Brain complexity: baby brains under study (Introduction)

by David Turell @, Sunday, January 21, 2018, 15:34 (2280 days ago) @ dhw


DAVID: Despite your comments, the newborn is on autmatic pilot at birth. The cortex is very underdeveloped and only finishes its developmentc at +/- 25 years 0f age. From birth:
http://www.urbanchildinstitute.org/why-0-3/baby-and-brain

dhw: I shan’t reproduce the whole article, as there is nothing that I would disagree with in principle. Two quotes I’d like to comment on, though:

"At birth, a baby knows her mother’s voice and may be able to recognize the sounds of stories her mother read to her while she was still in the womb.”
There are different theories about how much information a baby absorbs while still in the womb, but it is widely recognized that as well as positive information (the voice, music, smell) there is negative input – e.g. stress: if it can hear soothing sounds, it can also hear disturbing sounds – which will affect the baby even before it is born. Both contradict your claim that the newborn self starts from zero, but both need to be linked to the second quote:

When a baby is born it does not recognize it is separate from the world around it. It does receive stimuli such as its Mother's voice. The recognition of her voice is imprinted, but the newborn has no understanding of what that reception means. A newborn is not aware it is aware.


dhw: “Therefore, a child’s experiences not only determine what information enters her brain, but also influence how her brain processes information.

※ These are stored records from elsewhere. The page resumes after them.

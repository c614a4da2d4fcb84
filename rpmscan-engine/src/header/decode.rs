//! Header blob parsing
//!
//! Blob layout:
//!
//! | Region      | Size       | Contents                                  |
//! |-------------|------------|-------------------------------------------|
//! | Intro       | 16 bytes   | magic `8E AD E8`, version 1, 4 reserved   |
//! |             |            | bytes, `il` (u32 BE), `dl` (u32 BE)       |
//! | Index table | `il * 16`  | `{tag, type, offset, count}` rows (BE)    |
//! | Data store  | `dl` bytes | raw bytes addressed by entry offsets      |
//!
//! The first index entry is the region trailer: a 16-byte BIN entry whose
//! tag names the region kind and whose data slot re-encodes an entry-info
//! quad pointing back at the region start.

use byteorder::{BigEndian, ByteOrder};

use crate::error::DecodeError;
use crate::tags::TagId;
use super::entry::{EntryInfo, IndexEntry, TagType};

/// Magic bytes opening every header blob
pub const HEADER_MAGIC: [u8; 3] = [0x8e, 0xad, 0xe8];
/// Header format version
pub const HEADER_VERSION: u8 = 1;
/// Size of the fixed intro
pub const INTRO_SIZE: usize = 16;
/// Element count of a region trailer entry
const REGION_TAG_COUNT: u32 = 16;

/// Decode a header blob into its index entries, preserving on-disk order.
pub fn decode(blob: &[u8]) -> Result<Vec<IndexEntry<'_>>, DecodeError> {
    if blob.len() < INTRO_SIZE || blob[0..3] != HEADER_MAGIC || blob[3] != HEADER_VERSION {
        return Err(DecodeError::BadMagic);
    }

    let il = BigEndian::read_u32(&blob[8..12]) as usize;
    let dl = BigEndian::read_u32(&blob[12..16]) as usize;
    if il < 1 {
        return Err(DecodeError::MissingRegionTrailer);
    }

    let declared = INTRO_SIZE as u64 + il as u64 * EntryInfo::SIZE as u64 + dl as u64;
    if declared > blob.len() as u64 {
        return Err(DecodeError::SizeMismatch {
            declared,
            actual: blob.len() as u64,
        });
    }

    let store_start = INTRO_SIZE + il * EntryInfo::SIZE;
    let store = &blob[store_start..store_start + dl];

    let mut entries = Vec::with_capacity(il);
    for i in 0..il {
        let base = INTRO_SIZE + i * EntryInfo::SIZE;
        let raw = &blob[base..base + EntryInfo::SIZE];

        let tag = TagId(BigEndian::read_i32(&raw[0..4]));
        let typ = TagType::try_from(BigEndian::read_u32(&raw[4..8])).map_err(|_| {
            DecodeError::BadIndexEntry {
                index: i,
                reason: "unknown tag type",
            }
        })?;
        let offset = BigEndian::read_i32(&raw[8..12]);
        let count = BigEndian::read_u32(&raw[12..16]);

        if offset < 0 {
            return Err(DecodeError::BadIndexEntry {
                index: i,
                reason: "negative data offset",
            });
        }
        let start = offset as usize;
        if start > dl {
            return Err(DecodeError::SizeMismatch {
                declared: start as u64,
                actual: dl as u64,
            });
        }
        if typ == TagType::String && count != 1 {
            return Err(DecodeError::BadIndexEntry {
                index: i,
                reason: "string entries must have count 1",
            });
        }

        let data = match typ.fixed_width() {
            Some(width) => {
                let need = start as u64 + width as u64 * count as u64;
                if need > dl as u64 {
                    return Err(DecodeError::SizeMismatch {
                        declared: need,
                        actual: dl as u64,
                    });
                }
                &store[start..start + width * count as usize]
            }
            // NUL-delimited payloads run through the count-th terminator,
            // bounded by the end of the data store.
            None => nul_delimited(&store[start..], count),
        };

        entries.push(IndexEntry {
            info: EntryInfo {
                tag,
                typ,
                offset,
                count,
            },
            data,
        });
    }

    let trailer = entries[0].info;
    if trailer.typ != TagType::Bin
        || trailer.count != REGION_TAG_COUNT
        || !(TagId::HEADER_IMAGE.0..=TagId::HEADER_REGIONS.0).contains(&trailer.tag.0)
    {
        return Err(DecodeError::MissingRegionTrailer);
    }

    Ok(entries)
}

/// Extent of a NUL-delimited payload: everything through the `count`-th
/// NUL, or to the end of the slice when fewer terminators are present.
fn nul_delimited(data: &[u8], count: u32) -> &[u8] {
    if count == 0 {
        return &data[..0];
    }
    let mut seen = 0;
    for (i, &b) in data.iter().enumerate() {
        if b == 0 {
            seen += 1;
            if seen == count {
                return &data[..=i];
            }
        }
    }
    data
}

/// Parse the region trailer's back-pointer: its 16-byte data slot encodes
/// another entry-info quad whose offset points at the start of the region.
/// The decoder only enforces trailer presence; verifying the pointer is
/// the caller's choice.
pub fn region_backpointer(trailer: &IndexEntry<'_>) -> Option<EntryInfo> {
    if trailer.info.typ != TagType::Bin || trailer.data.len() != EntryInfo::SIZE {
        return None;
    }
    let typ = TagType::try_from(BigEndian::read_u32(&trailer.data[4..8])).ok()?;
    Some(EntryInfo {
        tag: TagId(BigEndian::read_i32(&trailer.data[0..4])),
        typ,
        offset: BigEndian::read_i32(&trailer.data[8..12]),
        count: BigEndian::read_u32(&trailer.data[12..16]),
    })
}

This quote is not about the newborn! But is absolutely true later in the baby's life. Please sort out the immediate newborn from what happens as time passes.


DAVID’S comment: The newborn has to learn to use what it is given. It's self is a blank slate as it starts out in life.

dhw: Yes to your first comment, which applies to babies, teenagers, and even octogenarians (when confronted by information/experiences that are new to us). Your second comment is a non sequitur, though nobody knows exactly how much of the new born’s “self” is already present. You continue to ignore the ever contentious issue of how much is nature and how much is nurture. Nature is what decides how even a baby’s self will react to nurture. It may be material, as in this article, or immaterial, as in the dualism you espouse, but the claim that the newborn self is a blank slate receives no support whatsoever from any of the articles you have quoted.

You have misread the articles as they relate to my view about the instantly newborn baby.He has received stimuli , nothing more. He does not understand how to respond. His automatic/autonomic functions work or he dies.

Unfair criticism: My view is clearly stated through nine years of time here. A personality is 40% genetics, 40% family nurture, and 20% developed by the individual and his/her experiences.